1.The end of “Bloatware” is upon us
Agile has long been viewed as the utopia of business development and 2018 will see the desire for fast, agile CRM deployments result in many CRM buyers rejecting age old systems as over-featured, expensive offerings. Instead, they will focus on systems providing strong core CRM functionality, which enable organisations to react quickly to changes in the business landscape or customer expectations.
Research into hundreds of CRM users revealed professionals are becoming disenfranchised with bloatware as nearly half of respondents felt “oversold” on their CRM purchase. People have finally started realising the bells and whistles in many CRM systems are unnecessary and largely redundant. It’s those providers which offer the marketing, sales and support teams core CRM features with a simple add-on/configuration model at a reasonable price which will begin eating into the key players’ business – if they haven’t already started doing so.
2. “Work-Life Balance” Evolves Again
The traditional eight-hour working day is largely irrelevant in the digital age and will become more so in 2018. In today’s world where results are king, the 9-5 grind is an arbitrary concept linked to a time when employees laboured at looms and assembly lines until the whistle blew.
In the modern age, professionals can be as productive in the comfort of their own home as they would be in the office. Broadband ubiquity, advancements in mobile business tools and the advent of modern video communications tools enables people to stay connected to co-workers, and customers, in ways they couldn’t even fathom in the office a decade ago.
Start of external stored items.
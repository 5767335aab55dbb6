//! Statement text for the CRUD operations.
//!
//! Everything here is pure string building; nothing touches the network.

use crate::error::{DbError, DbResult};
use crate::models::{Filter, Record, Updates};

/// Quote an identifier, keeping `schema.table` qualification.
pub fn quote_ident(name: &str) -> String {
    name.split('.')
        .map(|part| format!("\"{}\"", part.replace('"', "\"\"")))
        .collect::<Vec<_>>()
        .join(".")
}

fn column_list(columns: &[&str]) -> String {
    columns.iter().map(|c| quote_ident(c)).collect::<Vec<_>>().join(", ")
}

/// Rewrite `?` placeholders to `$n`, numbering from `first`.
///
/// A `?` is left alone inside quoted literals (including `E'…'` backslash
/// escapes and `$tag$…$tag$` bodies), double-quoted identifiers, and `--` or
/// `/* */` comments. `??` becomes a literal `?`.
pub fn bind_placeholders(clause: &str, first: usize) -> String {
    let chars: Vec<char> = clause.chars().collect();
    let mut out = String::with_capacity(clause.len() + 8);
    let mut next = first;
    let mut i = 0;

    while i < chars.len() {
        let skip_to = match chars[i] {
            '\'' => {
                let escapes = i > 0
                    && matches!(chars[i - 1], 'e' | 'E')
                    && (i < 2 || !is_ident_char(chars[i - 2]));
                Some(quoted_end(&chars, i, '\'', escapes))
            }
            '"' => Some(quoted_end(&chars, i, '"', false)),
            '-' if chars.get(i + 1) == Some(&'-') => Some(
                chars[i..].iter().position(|&c| c == '\n').map_or(chars.len(), |n| i + n),
            ),
            '/' if chars.get(i + 1) == Some(&'*') => Some(block_comment_end(&chars, i)),
            '$' if i == 0 || !is_ident_char(chars[i - 1]) => dollar_quote_end(&chars, i),
            '?' => {
                if chars.get(i + 1) == Some(&'?') {
                    out.push('?');
                    i += 2;
                } else {
                    out.push('$');
                    out.push_str(&next.to_string());
                    next += 1;
                    i += 1;
                }
                continue;
            }
            _ => None,
        };

        match skip_to {
            Some(end) => {
                out.extend(&chars[i..end]);
                i = end;
            }
            None => {
                out.push(chars[i]);
                i += 1;
            }
        }
    }

    out
}

fn is_ident_char(c: char) -> bool {
    c.is_alphanumeric() || c == '_'
}

/// End (exclusive) of the quoted run opening at `start`. Doubled quotes stay
/// inside; an unterminated run extends to the end.
fn quoted_end(chars: &[char], start: usize, quote: char, backslash_escapes: bool) -> usize {
    let mut i = start + 1;
    while i < chars.len() {
        if backslash_escapes && chars[i] == '\\' {
            i += 2;
            continue;
        }
        if chars[i] == quote {
            if chars.get(i + 1) == Some(&quote) {
                i += 2;
                continue;
            }
            return i + 1;
        }
        i += 1;
    }
    chars.len()
}

/// End (exclusive) of the block comment opening at `start`. Comments nest.
fn block_comment_end(chars: &[char], start: usize) -> usize {
    let mut depth = 0;
    let mut i = start;
    while i + 1 < chars.len() {
        match (chars[i], chars[i + 1]) {
            ('/', '*') => {
                depth += 1;
                i += 2;
            }
            ('*', '/') => {
                depth -= 1;
                i += 2;
                if depth == 0 {
                    return i;
                }
            }
            _ => i += 1,
        }
    }
    chars.len()
}

/// End (exclusive) of the `$tag$…$tag$` body opening at `start`, or `None`
/// when the `$` does not open one (`$1` is a positional parameter).
fn dollar_quote_end(chars: &[char], start: usize) -> Option<usize> {
    let mut j = start + 1;
    if chars.get(j).is_some_and(|&c| c.is_alphabetic() || c == '_') {
        while chars.get(j).is_some_and(|&c| is_ident_char(c)) {
            j += 1;
        }
    }
    if chars.get(j) != Some(&'$') {
        return None;
    }

    let tag = &chars[start..=j];
    let body = j + 1;
    let close = chars[body..].windows(tag.len()).position(|w| w == tag);
    Some(close.map_or(chars.len(), |n| body + n + tag.len()))
}

fn where_clause(filter: &Filter, first: usize) -> String {
    if filter.is_all() {
        String::new()
    } else {
        format!(" WHERE ({})", bind_placeholders(filter.clause(), first))
    }
}

fn require_condition<M: Record>(filter: &Filter, verb: &str) -> DbResult<()> {
    if filter.is_all() {
        return Err(DbError::invalid_query(format!(
            "{verb} on {} without a WHERE clause",
            M::TABLE
        )));
    }
    Ok(())
}

/// `SELECT cols FROM table [WHERE …]`, optionally limited to the first row
/// by primary key.
pub fn select<M: Record>(filter: &Filter, first_only: bool) -> String {
    let mut sql = format!(
        "SELECT {} FROM {}{}",
        column_list(M::COLUMNS),
        quote_ident(M::TABLE),
        where_clause(filter, 1)
    );
    if first_only {
        sql.push_str(&format!(" ORDER BY {} LIMIT 1", quote_ident(M::PRIMARY_KEY)));
    }
    sql
}

/// `INSERT … RETURNING cols`.
pub fn insert<M: Record>() -> String {
    let returning = column_list(M::COLUMNS);
    if M::INSERT_COLUMNS.is_empty() {
        return format!(
            "INSERT INTO {} DEFAULT VALUES RETURNING {returning}",
            quote_ident(M::TABLE)
        );
    }

    let placeholders = (1..=M::INSERT_COLUMNS.len())
        .map(|n| format!("${n}"))
        .collect::<Vec<_>>()
        .join(", ");
    format!(
        "INSERT INTO {} ({}) VALUES ({placeholders}) RETURNING {returning}",
        quote_ident(M::TABLE),
        column_list(M::INSERT_COLUMNS)
    )
}

/// `UPDATE table SET … WHERE …`. Assignment values bind first.
pub fn update<M: Record>(filter: &Filter, updates: &Updates) -> DbResult<String> {
    require_condition::<M>(filter, "UPDATE")?;
    if updates.is_empty() {
        return Err(DbError::invalid_query(format!("UPDATE on {} with no columns", M::TABLE)));
    }

    let assignments = updates
        .columns()
        .enumerate()
        .map(|(i, column)| format!("{} = ${}", quote_ident(column), i + 1))
        .collect::<Vec<_>>()
        .join(", ");
    Ok(format!(
        "UPDATE {} SET {assignments}{}",
        quote_ident(M::TABLE),
        where_clause(filter, updates.len() + 1)
    ))
}

/// `DELETE FROM table WHERE …`.
pub fn delete<M: Record>(filter: &Filter) -> DbResult<String> {
    require_condition::<M>(filter, "DELETE")?;
    Ok(format!("DELETE FROM {}{}", quote_ident(M::TABLE), where_clause(filter, 1)))
}

/// Delete the first matching row by primary key in one statement.
///
/// The subquery locks the row it picks, so a concurrent delete of that row
/// makes this statement match nothing instead of removing another row.
pub fn delete_one<M: Record>(filter: &Filter) -> String {
    let table = quote_ident(M::TABLE);
    let pk = quote_ident(M::PRIMARY_KEY);
    format!(
        "DELETE FROM {table} WHERE {pk} = (SELECT {pk} FROM {table}{} ORDER BY {pk} LIMIT 1 \
         FOR UPDATE) RETURNING {}",
        where_clause(filter, 1),
        column_list(M::COLUMNS)
    )
}

/// `SELECT COUNT(*) FROM table [WHERE …]`.
pub fn count<M: Record>(filter: &Filter) -> String {
    format!("SELECT COUNT(*) FROM {}{}", quote_ident(M::TABLE), where_clause(filter, 1))
}

#[cfg(test)]
mod tests {
    use super::*;
    use crate::test_support::{Account, Widget};

    #[test]
    fn test_quote_ident() {
        assert_eq!(quote_ident("users"), "\"users\"");
        assert_eq!(quote_ident("billing.invoices"), "\"billing\".\"invoices\"");
        assert_eq!(quote_ident("we\"ird"), "\"we\"\"ird\"");
    }

    #[test]
    fn test_bind_placeholders() {
        assert_eq!(bind_placeholders("a = ? AND b > ?", 1), "a = $1 AND b > $2");
        assert_eq!(bind_placeholders("a = ?", 3), "a = $3");
        assert_eq!(bind_placeholders("note = '?' AND a = ?", 1), "note = '?' AND a = $1");
        assert_eq!(bind_placeholders("\"odd?\" = ?", 1), "\"odd?\" = $1");
        assert_eq!(bind_placeholders("tags ?? 'x' AND id = ?", 1), "tags ? 'x' AND id = $1");
        assert_eq!(bind_placeholders("name = 'it''s' OR name = ?", 1), "name = 'it''s' OR name = $1");
        assert_eq!(bind_placeholders("path = 'C:\\' OR id = ?", 1), "path = 'C:\\' OR id = $1");
    }

    #[test]
    fn test_bind_placeholders_skips_escape_and_dollar_strings() {
        assert_eq!(
            bind_placeholders("body = $$it's$$ OR id = ?", 1),
            "body = $$it's$$ OR id = $1"
        );
        assert_eq!(
            bind_placeholders("body = $fn$ what? $$ $fn$ AND id = ?", 2),
            "body = $fn$ what? $$ $fn$ AND id = $2"
        );
        assert_eq!(
            bind_placeholders("note = E'a\\'b?' OR id = ?", 1),
            "note = E'a\\'b?' OR id = $1"
        );
        assert_eq!(bind_placeholders("id = $1 OR id = ?", 2), "id = $1 OR id = $2");
    }

    #[test]
    fn test_bind_placeholders_skips_comments() {
        assert_eq!(
            bind_placeholders("id = ? -- what?\n AND x = ?", 1),
            "id = $1 -- what?\n AND x = $2"
        );
        assert_eq!(
            bind_placeholders("/* why? /* nested? */ */ id = ?", 1),
            "/* why? /* nested? */ */ id = $1"
        );
        assert_eq!(bind_placeholders("a = ? -- trailing?", 1), "a = $1 -- trailing?");
    }

    #[test]
    fn test_select() {
        let filter = Filter::new("quantity > ?").bind(5_i32);
        assert_eq!(
            select::<Widget>(&filter, false),
            "SELECT \"id\", \"name\", \"quantity\" FROM \"widgets\" WHERE (quantity > $1)"
        );
        assert_eq!(
            select::<Widget>(&Filter::all(), true),
            "SELECT \"id\", \"name\", \"quantity\" FROM \"widgets\" ORDER BY \"id\" LIMIT 1"
        );
    }

    #[test]
    fn test_insert() {
        assert_eq!(
            insert::<Widget>(),
            "INSERT INTO \"widgets\" (\"name\", \"quantity\") VALUES ($1, $2) \
             RETURNING \"id\", \"name\", \"quantity\""
        );
        assert_eq!(
            insert::<Account>(),
            "INSERT INTO \"ledger\".\"accounts\" DEFAULT VALUES RETURNING \"account_no\""
        );
    }

    #[test]
    fn test_update_numbers_filter_after_assignments() {
        let filter = Filter::new("id = ?").bind(7_i64);
        let updates = Updates::new().set("name", "bolt").set("quantity", 3_i32);
        assert_eq!(
            update::<Widget>(&filter, &updates).unwrap(),
            "UPDATE \"widgets\" SET \"name\" = $1, \"quantity\" = $2 WHERE (id = $3)"
        );
    }

    #[test]
    fn test_update_rejects_empty_input() {
        let updates = Updates::new().set("name", "bolt");
        let err = update::<Widget>(&Filter::all(), &updates).unwrap_err();
        assert!(matches!(err, DbError::InvalidQuery { .. }));

        let err = update::<Widget>(&Filter::new("id = ?").bind(1_i64), &Updates::new()).unwrap_err();
        assert!(matches!(err, DbError::InvalidQuery { .. }));
    }

    #[test]
    fn test_delete_requires_condition() {
        assert!(delete::<Widget>(&Filter::all()).is_err());
        assert_eq!(
            delete::<Widget>(&Filter::new("TRUE")).unwrap(),
            "DELETE FROM \"widgets\" WHERE (TRUE)"
        );
    }

    #[test]
    fn test_delete_one_is_a_single_statement() {
        let filter = Filter::new("name = ?").bind("bolt");
        assert_eq!(
            delete_one::<Widget>(&filter),
            "DELETE FROM \"widgets\" WHERE \"id\" = (SELECT \"id\" FROM \"widgets\" \
             WHERE (name = $1) ORDER BY \"id\" LIMIT 1 FOR UPDATE) \
             RETURNING \"id\", \"name\", \"quantity\""
        );
    }

    #[test]
    fn test_count_uses_custom_primary_key_table() {
        assert_eq!(
            count::<Account>(&Filter::all()),
            "SELECT COUNT(*) FROM \"ledger\".\"accounts\""
        );
        let filter = Filter::new("account_no = ?").bind(1_i64);
        assert!(delete_one::<Account>(&filter).contains("ORDER BY \"account_no\""));
    }
}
Modern CRM tools will help every aspect of the business discover a new world of work-life balance. We will quickly move to even more effective ways of telecommuting as we now have access to tools that increasingly take physical presence out of the equation. In addition to off-the-shelf versions of virtual meeting and collaboration tools, purpose-built mobile tools make it easier than ever to create and manage, pushing more employees out to the edge where their customers are instead of in a cubicle all day.
We call this concept “work like you live,” with less routine drudgery and more impactful moments with our associates and our customers. It’s only a matter of time before the congestion of morning commutes and the dreaded monotony of cubicle farms begin to fade away.
3. AI Drives Relationship Intelligence
Despite constant discussions regarding AI and machine learning synchronising with CRM software, very little has actually come of the hype yet. However, with AI now building more momentum within the lead-to-cash lifecycle — and especially given that we currently live in a subscription economy (more on that later) — it won’t be long before “Relationship Intelligence” is introduced as another key element of customer service which stands alongside core CRM processes.
The convergence of big data, AI and machine learning is driving insight into exciting new opportunities for customer-facing professionals, which can be delivered as SaaS/cloud services. While business may leverage CRM data, true added value is found in the vast amount of information outside the corporate firewalls. This data can turn anyone within a business a customer relationship expert if smart algorithms are utilised. This proposition has the potential to change the ways professionals work with customers in both the B2B and more retention-focused B2C worlds.
4. CRM Design Driven by the Subscription Economy
It’s widely agreed that we are currently living in the age of a “subscription economy” which has seen everything from entertainment to transport provided in this way. While we are still a long way from all products and services being offered under renewable contracts, the subscription model is affecting everything. This is why customer retention and satisfaction are more central to business success than ever.
For years, the focus of CRM systems has primarily been on new business, with customer support often an after-thought dealt with by a call centre or help-desk tool. In 2018, this simply isn’t acceptable. With analytics becoming increasingly sophisticated and easier to use than ever before, CRM must incorporate more insight into customers and organisations have to take advantage. Such insight should include customer health, likeliness to churn and how professionals can ensure a win-win growth of customer lifetime value over time.
Worryingly, the technology is currently available in many CRM systems, but businesses aren’t taking advantage. 2018 is the year this changes as providers begin offering these features as simple, out-of-the-box tools in a world growing increasingly reliant on repeat business and recurring revenue.
5. Cloud definition diversifies, yet becomes clearer
As the introduction of GDPR, an increasingly security savvy global client base and other drivers push the limits of first-generation SaaS CRM, the renaissance of truly cloud-powered CRM models is upon us. Private and hybrid cloud, dedicated SaaS — all these subtle permutations of cloud fit the more accurate use cases and requirements of global businesses of all sizes. The war over cloud CRM dominance is not over; in fact, it really hasn’t even started.
When you consider just how sophisticated cloud CRM concepts truly are, it’s clear there are vast opportunities for everyone in the sector. Both providers and CRM buyers will see some shakeup as business drivers create a need for more diverse cloud CRM alternatives.